Data to use:

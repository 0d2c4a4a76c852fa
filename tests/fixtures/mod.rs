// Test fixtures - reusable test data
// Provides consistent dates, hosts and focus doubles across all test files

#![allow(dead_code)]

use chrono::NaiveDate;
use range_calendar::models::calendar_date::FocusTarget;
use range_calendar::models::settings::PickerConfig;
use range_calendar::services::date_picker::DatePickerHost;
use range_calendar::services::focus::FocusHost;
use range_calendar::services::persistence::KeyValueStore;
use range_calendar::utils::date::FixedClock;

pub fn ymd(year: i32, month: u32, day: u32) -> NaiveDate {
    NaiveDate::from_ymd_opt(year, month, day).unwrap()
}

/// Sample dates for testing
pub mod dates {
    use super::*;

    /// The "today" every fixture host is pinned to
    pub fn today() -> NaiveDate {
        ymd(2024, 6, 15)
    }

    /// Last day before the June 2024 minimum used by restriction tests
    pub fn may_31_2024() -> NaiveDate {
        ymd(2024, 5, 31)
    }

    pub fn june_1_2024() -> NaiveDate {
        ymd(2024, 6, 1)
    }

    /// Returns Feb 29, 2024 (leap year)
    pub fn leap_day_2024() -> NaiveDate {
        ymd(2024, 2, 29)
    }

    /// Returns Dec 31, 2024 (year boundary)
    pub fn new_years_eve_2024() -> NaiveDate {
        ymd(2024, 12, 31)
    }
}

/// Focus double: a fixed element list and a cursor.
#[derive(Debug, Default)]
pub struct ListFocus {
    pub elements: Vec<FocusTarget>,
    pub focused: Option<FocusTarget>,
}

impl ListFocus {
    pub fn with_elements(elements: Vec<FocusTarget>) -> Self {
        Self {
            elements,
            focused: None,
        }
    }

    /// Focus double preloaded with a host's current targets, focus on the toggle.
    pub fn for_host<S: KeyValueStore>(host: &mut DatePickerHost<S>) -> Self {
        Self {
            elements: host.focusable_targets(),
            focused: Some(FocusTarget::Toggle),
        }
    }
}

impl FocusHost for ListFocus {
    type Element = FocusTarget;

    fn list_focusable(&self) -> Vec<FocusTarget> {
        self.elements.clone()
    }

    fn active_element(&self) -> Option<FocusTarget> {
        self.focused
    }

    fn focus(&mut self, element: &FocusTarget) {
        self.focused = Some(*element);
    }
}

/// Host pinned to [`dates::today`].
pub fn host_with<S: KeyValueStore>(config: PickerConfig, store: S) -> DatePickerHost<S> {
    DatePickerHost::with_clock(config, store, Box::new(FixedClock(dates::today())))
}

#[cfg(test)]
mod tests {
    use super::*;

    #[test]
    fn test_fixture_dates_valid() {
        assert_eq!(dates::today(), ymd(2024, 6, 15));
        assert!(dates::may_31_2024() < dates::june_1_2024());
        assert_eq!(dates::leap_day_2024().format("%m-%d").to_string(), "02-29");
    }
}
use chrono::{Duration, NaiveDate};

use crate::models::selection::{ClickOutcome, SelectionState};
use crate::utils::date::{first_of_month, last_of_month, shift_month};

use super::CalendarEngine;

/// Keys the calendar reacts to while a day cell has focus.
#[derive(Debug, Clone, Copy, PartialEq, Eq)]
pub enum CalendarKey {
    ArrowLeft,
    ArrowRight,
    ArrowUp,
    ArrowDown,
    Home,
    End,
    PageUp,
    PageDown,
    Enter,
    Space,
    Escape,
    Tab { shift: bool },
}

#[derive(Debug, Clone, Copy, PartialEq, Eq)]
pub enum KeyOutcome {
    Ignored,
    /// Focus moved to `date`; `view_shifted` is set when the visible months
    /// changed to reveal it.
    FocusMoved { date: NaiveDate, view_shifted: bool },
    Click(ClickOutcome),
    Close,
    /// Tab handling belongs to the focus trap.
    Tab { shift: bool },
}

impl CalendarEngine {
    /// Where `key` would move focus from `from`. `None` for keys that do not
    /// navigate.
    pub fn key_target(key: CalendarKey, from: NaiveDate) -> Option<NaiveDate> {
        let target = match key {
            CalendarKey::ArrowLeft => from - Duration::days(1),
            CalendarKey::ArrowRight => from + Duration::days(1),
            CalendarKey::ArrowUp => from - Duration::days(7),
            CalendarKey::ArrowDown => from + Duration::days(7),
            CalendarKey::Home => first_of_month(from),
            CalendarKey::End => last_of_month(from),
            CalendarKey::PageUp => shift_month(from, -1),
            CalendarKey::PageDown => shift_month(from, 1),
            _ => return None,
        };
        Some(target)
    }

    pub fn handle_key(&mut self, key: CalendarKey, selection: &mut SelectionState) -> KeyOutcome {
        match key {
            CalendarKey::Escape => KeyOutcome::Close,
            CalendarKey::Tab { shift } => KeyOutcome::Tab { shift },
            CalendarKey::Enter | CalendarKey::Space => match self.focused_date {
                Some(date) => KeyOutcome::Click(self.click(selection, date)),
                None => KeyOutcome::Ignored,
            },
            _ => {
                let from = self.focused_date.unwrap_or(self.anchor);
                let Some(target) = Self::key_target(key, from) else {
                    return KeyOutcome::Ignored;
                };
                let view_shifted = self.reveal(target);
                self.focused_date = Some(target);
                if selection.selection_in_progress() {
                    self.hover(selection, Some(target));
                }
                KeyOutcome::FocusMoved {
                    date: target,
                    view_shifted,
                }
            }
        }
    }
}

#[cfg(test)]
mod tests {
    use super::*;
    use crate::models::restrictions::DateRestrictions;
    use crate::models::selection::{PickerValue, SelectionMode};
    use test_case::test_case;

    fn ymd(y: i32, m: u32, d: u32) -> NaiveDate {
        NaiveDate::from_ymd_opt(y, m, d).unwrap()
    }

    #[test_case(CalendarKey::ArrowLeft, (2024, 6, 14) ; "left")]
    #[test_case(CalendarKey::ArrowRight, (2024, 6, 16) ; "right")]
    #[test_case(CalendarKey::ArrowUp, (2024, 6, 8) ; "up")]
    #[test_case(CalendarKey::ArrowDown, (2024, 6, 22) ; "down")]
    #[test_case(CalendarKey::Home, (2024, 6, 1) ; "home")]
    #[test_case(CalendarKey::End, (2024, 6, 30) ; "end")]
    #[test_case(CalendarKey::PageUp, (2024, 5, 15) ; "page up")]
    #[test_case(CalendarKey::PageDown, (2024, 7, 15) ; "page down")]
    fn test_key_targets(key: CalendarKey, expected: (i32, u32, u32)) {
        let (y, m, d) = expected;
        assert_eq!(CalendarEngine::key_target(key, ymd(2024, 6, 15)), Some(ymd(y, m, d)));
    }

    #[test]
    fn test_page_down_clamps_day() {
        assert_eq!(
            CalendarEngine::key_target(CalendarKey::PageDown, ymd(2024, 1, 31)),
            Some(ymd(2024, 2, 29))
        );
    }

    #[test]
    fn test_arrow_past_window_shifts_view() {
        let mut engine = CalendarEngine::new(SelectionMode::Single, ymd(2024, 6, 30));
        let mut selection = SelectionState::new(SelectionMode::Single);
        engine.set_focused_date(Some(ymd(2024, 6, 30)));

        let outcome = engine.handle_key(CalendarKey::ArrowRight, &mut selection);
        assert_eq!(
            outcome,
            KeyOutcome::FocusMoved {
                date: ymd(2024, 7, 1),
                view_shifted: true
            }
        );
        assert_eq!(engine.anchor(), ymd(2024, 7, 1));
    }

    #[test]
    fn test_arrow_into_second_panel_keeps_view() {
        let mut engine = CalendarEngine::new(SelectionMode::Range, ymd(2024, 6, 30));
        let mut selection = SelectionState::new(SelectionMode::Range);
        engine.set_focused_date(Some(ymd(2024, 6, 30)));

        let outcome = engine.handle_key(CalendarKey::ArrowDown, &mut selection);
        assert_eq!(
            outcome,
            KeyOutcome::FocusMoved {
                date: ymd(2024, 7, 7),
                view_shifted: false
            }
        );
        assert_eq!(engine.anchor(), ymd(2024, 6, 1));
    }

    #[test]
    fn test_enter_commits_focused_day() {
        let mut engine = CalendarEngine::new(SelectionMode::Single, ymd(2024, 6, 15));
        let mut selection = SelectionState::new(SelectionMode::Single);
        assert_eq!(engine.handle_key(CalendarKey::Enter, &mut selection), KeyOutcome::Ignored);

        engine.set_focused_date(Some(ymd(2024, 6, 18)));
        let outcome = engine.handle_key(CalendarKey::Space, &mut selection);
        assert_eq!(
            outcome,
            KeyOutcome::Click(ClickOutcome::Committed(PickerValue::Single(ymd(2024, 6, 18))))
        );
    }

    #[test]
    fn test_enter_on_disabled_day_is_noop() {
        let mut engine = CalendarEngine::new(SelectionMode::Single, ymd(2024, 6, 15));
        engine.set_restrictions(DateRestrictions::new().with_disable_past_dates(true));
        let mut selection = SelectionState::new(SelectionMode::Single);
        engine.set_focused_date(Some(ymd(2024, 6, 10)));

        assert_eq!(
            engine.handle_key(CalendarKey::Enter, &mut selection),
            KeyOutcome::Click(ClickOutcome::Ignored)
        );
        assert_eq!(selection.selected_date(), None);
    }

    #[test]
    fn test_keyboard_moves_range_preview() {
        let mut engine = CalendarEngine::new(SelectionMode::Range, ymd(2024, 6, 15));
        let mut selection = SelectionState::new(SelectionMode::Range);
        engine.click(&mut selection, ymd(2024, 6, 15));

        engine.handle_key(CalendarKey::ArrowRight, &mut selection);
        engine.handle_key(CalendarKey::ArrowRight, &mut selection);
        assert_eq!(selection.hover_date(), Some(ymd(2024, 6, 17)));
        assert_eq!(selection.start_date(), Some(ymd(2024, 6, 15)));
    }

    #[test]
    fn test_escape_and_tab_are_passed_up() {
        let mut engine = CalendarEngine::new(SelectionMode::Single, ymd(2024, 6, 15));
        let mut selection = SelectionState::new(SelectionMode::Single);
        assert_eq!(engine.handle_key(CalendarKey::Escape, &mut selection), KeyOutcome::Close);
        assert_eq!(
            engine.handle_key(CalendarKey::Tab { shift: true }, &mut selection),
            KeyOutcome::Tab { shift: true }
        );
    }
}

Work required: Within the listing above, give again exactly every line from the line with "use range_calendar::models::calendar_date::FocusTarget;" through the line with "2024 (year boundary)", both included, and no other line.

Solution below:
use range_calendar::models::calendar_date::FocusTarget;
use range_calendar::models::settings::PickerConfig;
use range_calendar::services::date_picker::DatePickerHost;
use range_calendar::services::focus::FocusHost;
use range_calendar::services::persistence::KeyValueStore;
use range_calendar::utils::date::FixedClock;

pub fn ymd(year: i32, month: u32, day: u32) -> NaiveDate {
    NaiveDate::from_ymd_opt(year, month, day).unwrap()
}

/// Sample dates for testing
pub mod dates {
    use super::*;

    /// The "today" every fixture host is pinned to
    pub fn today() -> NaiveDate {
        ymd(2024, 6, 15)
    }

    /// Last day before the June 2024 minimum used by restriction tests
    pub fn may_31_2024() -> NaiveDate {
        ymd(2024, 5, 31)
    }

    pub fn june_1_2024() -> NaiveDate {
        ymd(2024, 6, 1)
    }

    /// Returns Feb 29, 2024 (leap year)
    pub fn leap_day_2024() -> NaiveDate {
        ymd(2024, 2, 29)
    }

    /// Returns Dec 31, 2024 (year boundary)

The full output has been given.